Complainant has alleged and Respondent has failed to deny that Respondent has no rights or legitimate interests in respect of the domain names at issue. Alcoholics Anonymous World Services, Inc. v. Lauren Raymond, WIPO Case No. D2000-0007; Ronson Plc v. Unimetal Sanayi ve Tic.A.S., WIPO Case No. D2000-0011. Respondent is not commonly known by the domain names at issue, and has not acquired trademark or service mark rights in the domain names. The Panelist finds that Respondent has no rights or legitimate interest in the domain names.
The question thus arises whether the domain names at issue has been registered and is being used in bad faith. Paragraph 4(b) of the Policy sets forth “in particular but without limitation” circumstances which “shall be evidence of registration and use of a domain name in bad faith.” Those circumstances are:
(i) circumstances indicating that you have registered or you have acquired the domain name primarily for the purpose of selling, renting, or otherwise transferring the domain name registration to the Complainant who is the owner of the trademark or service mark or to a competitor of that Complainant, for valuable consideration in excess of your documented out-of-pocket costs directly related to the domain name; or
(ii) you have registered the domain name in order to prevent the owner of the trademark or service mark from reflecting the mark in a corresponding domain name, provided that you have engaged in a pattern of such conduct; or
(iii) you have registered the domain name primarily for the purpose of disrupting the business of a competitor; or
(iv) by using the domain name, you have intentionally attempted to attract, for commercial gain, Internet users to your web site or other on-line location, by creating a likelihood of confusion with the Complainant's mark as to the source, sponsorship, affiliation, or endorsement of your web site or location or of a product or service on your web site or location.
Complainant has alleged and the Panelist finds that Respondent's use of the domain names at issue constitutes bad faith registration and use under the Policy under the circumstances of this particular dispute.

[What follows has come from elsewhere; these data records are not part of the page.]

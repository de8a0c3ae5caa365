//! Bounded worker pool draining the remaining-segment queue.

use std::collections::VecDeque;
use std::sync::{Arc, Mutex, MutexGuard, PoisonError};

use tokio_util::sync::CancellationToken;

use crate::manifest::SegmentDescriptor;
use crate::progress::{ProgressRecord, ProgressStore};
use crate::storage::{segment_key, BlobStaging};

use super::segment::{SegmentError, SegmentFetcher};
use super::{DownloadError, ProgressCallback};

type WorkQueue = Mutex<VecDeque<SegmentDescriptor>>;

/// Everything a worker needs, shared by all workers of one run.
pub(super) struct PoolContext {
    pub source_url: String,
    pub fetcher: SegmentFetcher,
    pub store: Arc<dyn ProgressStore>,
    pub staging: Arc<dyn BlobStaging>,
    /// Held across the durable `put` so snapshots reach the store in order.
    pub record: Arc<tokio::sync::Mutex<ProgressRecord>>,
    pub on_progress: Option<ProgressCallback>,
}

fn lock_queue(work: &WorkQueue) -> MutexGuard<'_, VecDeque<SegmentDescriptor>> {
    work.lock().unwrap_or_else(PoisonError::into_inner)
}

/// Run `pending` through `concurrency` workers until the queue drains, `token`
/// is cancelled, or one segment fails for good. A failure stops the other
/// workers and is returned; cancellation is not an error.
pub(super) async fn run_pool(
    ctx: Arc<PoolContext>,
    pending: Vec<SegmentDescriptor>,
    concurrency: usize,
    token: &CancellationToken,
) -> Result<(), DownloadError> {
    let count = pending.len();
    if count == 0 {
        return Ok(());
    }
    let work: Arc<WorkQueue> = Arc::new(Mutex::new(pending.into_iter().collect()));
    // Child token: a failing worker stops its siblings without touching the caller's token.
    let pool_token = token.child_token();
    let num_workers = concurrency.max(1).min(count);

    let mut handles = Vec::with_capacity(num_workers);
    for worker_id in 0..num_workers {
        let ctx = Arc::clone(&ctx);
        let work = Arc::clone(&work);
        let pool_token = pool_token.clone();
        handles.push(tokio::spawn(async move {
            let res = worker(worker_id, &ctx, &work, &pool_token).await;
            if res.is_err() {
                pool_token.cancel();
            }
            res
        }));
    }

    let mut first_error: Option<DownloadError> = None;
    for h in handles {
        let res = match h.await {
            Ok(res) => res,
            Err(e) => {
                pool_token.cancel();
                Err(DownloadError::Worker(e))
            }
        };
        if let Err(e) = res {
            if first_error.is_none() {
                first_error = Some(e);
            }
        }
    }

    let left = lock_queue(&work).len();
    if left > 0 {
        tracing::debug!(
            url = %ctx.source_url,
            remaining = left,
            "worker pool stopped with work queued"
        );
    }
    match first_error {
        Some(e) => Err(e),
        None => Ok(()),
    }
}

async fn worker(
    worker_id: usize,
    ctx: &PoolContext,
    work: &WorkQueue,
    token: &CancellationToken,
) -> Result<(), DownloadError> {
    loop {
        if token.is_cancelled() {
            return Ok(());
        }
        let segment = match lock_queue(work).pop_front() {
            Some(s) => s,
            None => return Ok(()),
        };
        let index = segment.index;

        let bytes = match ctx.fetcher.fetch_segment(&segment.url, token).await {
            Ok(bytes) => bytes,
            Err(SegmentError::Cancelled) => {
                tracing::debug!(worker_id, index, "segment cancelled, requeued");
                lock_queue(work).push_front(segment);
                return Ok(());
            }
            Err(source) => {
                tracing::error!(worker_id, index, url = %segment.url, "segment failed: {}", source);
                lock_queue(work).push_front(segment);
                return Err(DownloadError::Segment { index, source });
            }
        };

        if let Err(e) = commit(ctx, index, &bytes).await {
            lock_queue(work).push_front(segment);
            return Err(e);
        }
    }
}

/// Stage the bytes, then durably record the index, then report progress.
/// The record never claims an index whose blob write did not succeed.
async fn commit(ctx: &PoolContext, index: usize, bytes: &[u8]) -> Result<(), DownloadError> {
    ctx.staging.write(&segment_key(index), bytes).await?;

    let mut record = ctx.record.lock().await;
    let inserted = record.mark_downloaded(index);
    if let Err(e) = ctx.store.put(&ctx.source_url, &record).await {
        if inserted {
            record.unmark(index);
        }
        return Err(e.into());
    }
    let fraction = record.fraction();
    tracing::debug!(
        index,
        done = record.downloaded_count(),
        total = record.total_segments,
        "segment staged"
    );
    if let Some(cb) = &ctx.on_progress {
        cb(fraction);
    }
    Ok(())
}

Respondent's registration of the domain names prevents Complainant from fully controlling the commercial use of its trademarks and more particularly the domain names which is identical or substantially similar to Complainant's registered trademarks. Deutsche Bank Aktiengesellschaft v. New York TV Tickets Inc., WIPO Case No. D2001-1314, established that any use of a famous trademark in a domain name will violate the rights of the trademark owners. This ruling applies here.
The Panelist further notes that Respondent agreed in its email to the Center dated April 26, 2009 to the transfer of the domain names to Complainant. “Please transfer the domains to the Complainant.” The subsequent refusal of Respondent to complete the transfer is evidence of bad faith under these circumstances.
Respondent's use of the domain names at issue to promote email and other services similar to those offered by Complainant is evidence of bad faith. Policy paragraph 4(b)(iv).
For all of the foregoing reasons, the Panelist decides that the domain names registered by Respondent are identical or confusingly similar to the trademarks and service marks in which Complainant has rights, that Respondent has no rights or legitimate interests in respect of the domain names, and that Respondent's domain names have been registered and are being used in bad faith.
Accordingly, pursuant to paragraphs 4(i) of the Policy and 15 of the Rules, the Panel orders that the domain names <teliawebmain.com> and <webmailtelia.com> be transferred to Complainant.